I know that not everyone thinks this.
But I do not think my perspective is just blind evangelism.
These two tweets from Sarah-Jane Mace do a good job of describing why I think a focus on, and prioritisation of, digital is important.
Some context
Friends who work in digital-focused roles in other sectors are sometimes surprised by the conversations I have in the cultural sector.
One friend in particular, who works with a lot of very large multi-nationals on digital transformation projects, is regularly horrified by ‘how behind’ the sector seems (she cares deeply about the cultural sector and it is worrying to her that the case for the role of digital is still having to be made, and regularly remade in our sector).
But that is the reality, frustrating though it may be.
The culture sector is not alone in this.
But we (digital professionals) still have to make and win the case for the importance of digital activity as a part of the answer to the many challenges the sector is facing.
The adoption and usage of digital tools and ways of working has developed in different parts of the cultural sector in different ways and shapes, with different priorities.
Where we are now, there is still a long way for all parts of the sector to go, and we are proceeding in an extremely asymmetrical way (I’ve written a bit about that elsewhere).
And this is a long-term problem for the sector.
"digital moves too fast to wait. If an organisation waits until best practice is established it will be too late.
That or best practice will already have changed.

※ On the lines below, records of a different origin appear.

//! Application configuration
//!
//! Loaded from an optional `config.toml` plus `POGODYNKA_*` environment
//! variables; every field has a sensible default except the API key.

use secrecy::{ExposeSecret, SecretString};
use serde::Deserialize;
use std::path::PathBuf;

use application::error::ApplicationError;
use integration_openweather::OpenWeatherConfig;

/// File name of the persisted preference blob
pub const STATE_FILE_NAME: &str = "weather_app_state_v1.json";

/// Weather API settings
#[derive(Debug, Clone, Deserialize)]
pub struct WeatherSettings {
    /// OpenWeatherMap base URL
    #[serde(default = "default_base_url")]
    pub base_url: String,

    /// OpenWeatherMap API key (`appid`)
    ///
    /// Usually supplied via `POGODYNKA_API_KEY`.
    #[serde(default)]
    pub api_key: Option<SecretString>,

    /// Connection timeout in seconds
    #[serde(default = "default_timeout")]
    pub timeout_secs: u64,

    /// Language code for localized condition descriptions
    #[serde(default = "default_lang")]
    pub lang: String,
}

fn default_base_url() -> String {
    "https://api.openweathermap.org/data/2.5".to_string()
}

const fn default_timeout() -> u64 {
    30
}

fn default_lang() -> String {
    "pl".to_string()
}

impl Default for WeatherSettings {
    fn default() -> Self {
        Self {
            base_url: default_base_url(),
            api_key: None,
            timeout_secs: default_timeout(),
            lang: default_lang(),
        }
    }
}

impl WeatherSettings {
    /// Build the integration client configuration
    ///
    /// # Errors
    ///
    /// Returns a configuration error when no API key is set.
    pub fn to_client_config(&self) -> Result<OpenWeatherConfig, ApplicationError> {
        let api_key = self.api_key.as_ref().ok_or_else(|| {
            ApplicationError::Configuration(
                "weather.api_key is not set (POGODYNKA_API_KEY)".to_string(),
            )
        })?;

        Ok(OpenWeatherConfig {
            base_url: self.base_url.clone(),
            api_key: api_key.expose_secret().to_string(),
            timeout_secs: self.timeout_secs,
            lang: self.lang.clone(),
        })
    }
}

/// Preference storage settings
#[derive(Debug, Clone, Default, Deserialize)]
pub struct PreferencesSettings {
    /// Directory holding the state file; defaults to the current directory
    #[serde(default)]
    pub dir: Option<PathBuf>,
}

impl PreferencesSettings {
    /// Full path of the state file
    #[must_use]
    pub fn state_path(&self) -> PathBuf {
        self.dir
            .clone()
            .unwrap_or_else(|| PathBuf::from("."))
            .join(STATE_FILE_NAME)
    }
}

/// Main application configuration
#[derive(Debug, Clone, Default, Deserialize)]
pub struct AppConfig {
    /// Weather API settings
    #[serde(default)]
    pub weather: WeatherSettings,

    /// Preference storage settings
    #[serde(default)]
    pub preferences: PreferencesSettings,
}

impl AppConfig {
    /// Load configuration from environment and optional file
    ///
    /// Nested keys use a double underscore, e.g. `POGODYNKA_WEATHER__BASE_URL`
    /// or `POGODYNKA_PREFERENCES__DIR`. The API key can always be supplied as
    /// plain `POGODYNKA_API_KEY`, which takes precedence over the file.
    pub fn load() -> Result<Self, config::ConfigError> {
        let builder = config::Config::builder()
            // Load from file if exists
            .add_source(config::File::with_name("config").required(false))
            // Override with environment variables (e.g., POGODYNKA_WEATHER__LANG)
            .add_source(environment());

        let config = builder.build()?;
        let mut app_config: Self = config.try_deserialize()?;

        // Short-form alias for the most commonly set value
        if let Ok(key) = std::env::var("POGODYNKA_API_KEY") {
            if !key.is_empty() {
                app_config.weather.api_key = Some(SecretString::from(key));
            }
        }

        Ok(app_config)
    }
}

/// Environment source with `__` between nesting levels, so multi-word field
/// names like `base_url` stay addressable
fn environment() -> config::Environment {
    config::Environment::with_prefix("POGODYNKA")
        .prefix_separator("_")
        .separator("__")
        .try_parsing(true)
}

#[cfg(test)]
mod tests {
    use super::*;

    #[test]
    fn defaults_are_complete_without_a_file() {
        let config = AppConfig::default();
        assert_eq!(
            config.weather.base_url,
            "https://api.openweathermap.org/data/2.5"
        );
        assert_eq!(config.weather.timeout_secs, 30);
        assert_eq!(config.weather.lang, "pl");
        assert!(config.weather.api_key.is_none());
    }

    #[test]
    fn state_path_defaults_to_current_dir() {
        let settings = PreferencesSettings::default();
        assert_eq!(
            settings.state_path(),
            PathBuf::from(".").join(STATE_FILE_NAME)
        );
    }

    #[test]
    fn state_path_honors_configured_dir() {
        let settings = PreferencesSettings {
            dir: Some(PathBuf::from("/var/lib/pogodynka")),
        };
        assert_eq!(
            settings.state_path(),
            PathBuf::from("/var/lib/pogodynka").join(STATE_FILE_NAME)
        );
    }

    #[test]
    fn to_client_config_requires_api_key() {
        let settings = WeatherSettings::default();
        assert!(matches!(
            settings.to_client_config(),
            Err(ApplicationError::Configuration(_))
        ));
    }

    #[test]
    fn to_client_config_passes_settings_through() {
        let settings = WeatherSettings {
            api_key: Some(SecretString::from("k".to_string())),
            lang: "en".to_string(),
            ..Default::default()
        };
        let client_config = settings.to_client_config().expect("config");
        assert_eq!(client_config.api_key, "k");
        assert_eq!(client_config.lang, "en");
    }

    #[test]
    fn nested_keys_are_reachable_from_the_environment() {
        let mut vars = config::Map::new();
        vars.insert(
            "POGODYNKA_WEATHER__BASE_URL".to_string(),
            "https://example.test".to_string(),
        );
        vars.insert(
            "POGODYNKA_WEATHER__TIMEOUT_SECS".to_string(),
            "9".to_string(),
        );
        vars.insert(
            "POGODYNKA_PREFERENCES__DIR".to_string(),
            "/tmp/pogodynka".to_string(),
        );

        let config = config::Config::builder()
            .add_source(environment().source(Some(vars)))
            .build()
            .expect("build");
        let app_config: AppConfig = config.try_deserialize().expect("deserialize");

        assert_eq!(app_config.weather.base_url, "https://example.test");
        assert_eq!(app_config.weather.timeout_secs, 9);
        assert_eq!(
            app_config.preferences.dir,
            Some(PathBuf::from("/tmp/pogodynka"))
        );
    }

    #[test]
    fn config_deserializes_from_toml() {
        let raw = r#"
            [weather]
            base_url = "https://example.test"
            api_key = "secret"
            timeout_secs = 5

            [preferences]
            dir = "/tmp/pogodynka"
        "#;
        let config: AppConfig = toml::from_str(raw).expect("parse");
        assert_eq!(config.weather.base_url, "https://example.test");
        assert_eq!(config.weather.timeout_secs, 5);
        assert_eq!(
            config.preferences.dir,
            Some(PathBuf::from("/tmp/pogodynka"))
        );
    }
}
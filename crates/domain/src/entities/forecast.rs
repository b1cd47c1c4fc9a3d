//! Forecast samples and their daily aggregation
//!
//! The forecast API returns up to 40 samples at 3-hour resolution. Display
//! works with one summary per calendar day: min/avg/max temperature, the
//! dominant condition, and the highest precipitation chance of the day.

use crate::value_objects::{PrecipitationChance, Temperature};
use chrono::{Datelike, NaiveDate, NaiveDateTime};
use serde::Serialize;
use std::collections::BTreeMap;

/// Maximum number of daily summaries produced from one forecast batch
pub const MAX_FORECAST_DAYS: usize = 5;

/// Condition label substituted when a sample carries none
pub const FALLBACK_CONDITION: &str = "Clouds";

/// Weekday labels indexed by days-from-Sunday, as shown in the UI
const WEEKDAY_LABELS: [&str; 7] = ["Nd", "Pn", "Wt", "Śr", "Czw", "Pt", "Sb"];

/// One 3-hour forecast sample, taken verbatim from the API response
///
/// The timestamp is the API's local-time string parsed without any timezone
/// conversion; grouping by calendar day relies on that.
#[derive(Debug, Clone, PartialEq, Serialize)]
pub struct ForecastSample {
    /// Local date and time of the sample
    pub timestamp: NaiveDateTime,
    /// Temperature in Celsius
    pub temperature: Temperature,
    /// Dominant condition label, e.g. `Rain`; absent in some responses
    pub condition: Option<String>,
    /// Probability of precipitation (0..1); absent means 0
    pub precipitation_probability: Option<f64>,
}

/// Aggregated forecast for a single calendar date
#[derive(Debug, Clone, PartialEq, Serialize)]
pub struct DailySummary {
    /// The date all samples share
    pub date: NaiveDate,
    /// Short weekday label, e.g. `Pn`
    pub weekday: &'static str,
    /// Lowest sampled temperature
    pub temperature_min: Temperature,
    /// Highest sampled temperature
    pub temperature_max: Temperature,
    /// Mean of the sampled temperatures
    pub temperature_avg: Temperature,
    /// Most frequent condition label (first-seen wins ties)
    pub condition: String,
    /// Highest precipitation chance across the day
    pub precipitation_chance: PrecipitationChance,
}

impl DailySummary {
    /// Aggregate a batch of samples into at most [`MAX_FORECAST_DAYS`]
    /// summaries, ordered by date
    ///
    /// An empty batch yields an empty result; callers render that as a
    /// "no forecast" state rather than an error.
    #[must_use]
    pub fn aggregate(samples: &[ForecastSample]) -> Vec<Self> {
        let mut groups: BTreeMap<NaiveDate, Vec<&ForecastSample>> = BTreeMap::new();
        for sample in samples {
            groups
                .entry(sample.timestamp.date())
                .or_default()
                .push(sample);
        }

        groups
            .into_iter()
            .take(MAX_FORECAST_DAYS)
            .map(|(date, group)| Self::summarize(date, &group))
            .collect()
    }

    /// Reduce one day's samples to a summary
    ///
    /// `group` is non-empty by construction in [`Self::aggregate`].
    fn summarize(date: NaiveDate, group: &[&ForecastSample]) -> Self {
        let mut min = f64::INFINITY;
        let mut max = f64::NEG_INFINITY;
        let mut sum = 0.0;
        let mut max_probability: f64 = 0.0;

        for sample in group {
            let celsius = sample.temperature.celsius();
            min = min.min(celsius);
            max = max.max(celsius);
            sum += celsius;
            max_probability = max_probability.max(sample.precipitation_probability.unwrap_or(0.0));
        }

        #[allow(clippy::cast_precision_loss)]
        let avg = sum / group.len() as f64;

        Self {
            date,
            weekday: weekday_label(date),
            temperature_min: Temperature::from_celsius(min),
            temperature_max: Temperature::from_celsius(max),
            temperature_avg: Temperature::from_celsius(avg),
            condition: modal_condition(group),
            precipitation_chance: PrecipitationChance::from_probability(max_probability),
        }
    }
}

/// Most frequent condition label in a group; ties go to the label seen first
fn modal_condition(group: &[&ForecastSample]) -> String {
    let mut counts: Vec<(&str, usize)> = Vec::new();
    for sample in group {
        let label = sample.condition.as_deref().unwrap_or(FALLBACK_CONDITION);
        match counts.iter_mut().find(|(seen, _)| *seen == label) {
            Some((_, count)) => *count += 1,
            None => counts.push((label, 1)),
        }
    }

    let mut best = FALLBACK_CONDITION;
    let mut best_count = 0;
    for (label, count) in counts {
        if count > best_count {
            best = label;
            best_count = count;
        }
    }
    best.to_string()
}

/// Short weekday label for a date
fn weekday_label(date: NaiveDate) -> &'static str {
    WEEKDAY_LABELS[date.weekday().num_days_from_sunday() as usize]
}

/// Icon for a condition label as reported by the weather API
#[must_use]
pub fn condition_icon(condition: &str) -> &'static str {
    match condition.to_lowercase().as_str() {
        "clear" => "☀️",
        "clouds" => "☁️",
        "rain" => "🌧️",
        "drizzle" => "🌦️",
        "thunderstorm" => "⛈️",
        "snow" => "🌨️",
        "mist" | "fog" => "🌫️",
        _ => "🌡️",
    }
}
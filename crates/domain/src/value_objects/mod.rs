//! Value objects - immutable, validated domain primitives

mod city_id;
mod precipitation;
mod temperature;
mod wind;

pub use city_id::CityId;
pub use precipitation::PrecipitationChance;
pub use temperature::{Temperature, TemperatureUnit};
pub use wind::WindDirection;
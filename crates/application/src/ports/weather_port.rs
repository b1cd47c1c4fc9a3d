//! Weather service port
//!
//! Defines the interface for weather data retrieval. Locations are addressed
//! by city name, exactly as the user typed or selected them.

use async_trait::async_trait;
use domain::entities::ForecastSample;
use domain::value_objects::{Temperature, WindDirection};
#[cfg(test)]
use mockall::automock;
use serde::Serialize;

use crate::error::ApplicationError;

/// Reported precipitation volume for the recent past
#[derive(Debug, Clone, Copy, PartialEq, Serialize)]
pub enum Precipitation {
    /// Rain volume in mm over the given window
    Rain {
        /// Measured volume in mm
        volume_mm: f64,
        /// Measurement window in hours (1 or 3)
        window_hours: u8,
    },
    /// Snow volume in mm over the given window
    Snow {
        /// Measured volume in mm
        volume_mm: f64,
        /// Measurement window in hours (1 or 3)
        window_hours: u8,
    },
}

/// Current weather conditions for a city
#[derive(Debug, Clone, Serialize)]
pub struct CurrentConditions {
    /// Temperature in Celsius
    pub temperature: Temperature,
    /// Dominant condition label, e.g. `Clouds`
    pub condition: String,
    /// Wind speed in m/s
    pub wind_speed: f64,
    /// Wind bearing in degrees
    pub wind_direction_deg: f64,
    /// Cloud cover percentage (0-100)
    pub cloud_cover: u8,
    /// Surface pressure in hPa
    pub pressure: f64,
    /// Relative humidity percentage (0-100)
    pub humidity: u8,
    /// Recent precipitation, when the API reported any
    pub precipitation: Option<Precipitation>,
}

impl CurrentConditions {
    /// Compass direction derived from the wind bearing
    #[must_use]
    pub fn wind_direction(&self) -> WindDirection {
        WindDirection::from_degrees(self.wind_direction_deg)
    }
}

/// Port for weather data retrieval
#[cfg_attr(test, automock)]
#[async_trait]
pub trait WeatherPort: Send + Sync {
    /// Get current conditions for a city
    async fn current_weather(&self, city: &str) -> Result<CurrentConditions, ApplicationError>;

    /// Get the raw 3-hour forecast samples for a city
    ///
    /// Returns samples in API order, typically 5 days at 3-hour resolution.
    async fn forecast_samples(&self, city: &str)
    -> Result<Vec<ForecastSample>, ApplicationError>;

    /// Check if the weather service is reachable
    async fn is_available(&self) -> bool;
}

Organisations cannot wait. If they do they will be too far behind the competition and will become obsolete"
Paul Boag
A layer for everything
It is now the case that, to a greater or lesser extent, digital could be an element of almost everything your organisation does (whether or not it actually is, is another question entirely).
Digital can be a golden thread that enhances every aspect of your organisation’s activity from artistic activity through operations and administration into education, audience experience, and more.
We hear a lot about digital transformation.
But examples of true digital transformation (i.e. a complete reshaping of your entire business, ways of thinking, and strategy), of the type that the Netflixes of the world have undergone, are few and far between.
And I don’t think that over the next 3-5 years that this level of change is realistic for (m)any cultural organisations to consider.
Instead the sector should, I believe, focus on embedding a meaningful layer of digital activity across the full spectrum of their operations.
That in turn will begin the conversations and processes that may (eventually) lead to more far-reaching change.
But if we manage to achieve this level of change in the short to medium term it will feel transformational for most organisations because of the culture, system, process, and mindset changes that will accompany it.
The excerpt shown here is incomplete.